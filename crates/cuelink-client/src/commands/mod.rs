//! Subcommand implementations.

pub mod config;
pub mod playback;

- **TASK ITEM**: Output the material verbatim.

- **RESULT OF THIS EXERCISE**:
filename crates/cuelink-client/src/commands/mod.rs
//! Subcommand implementations.

pub mod config;
pub mod playback;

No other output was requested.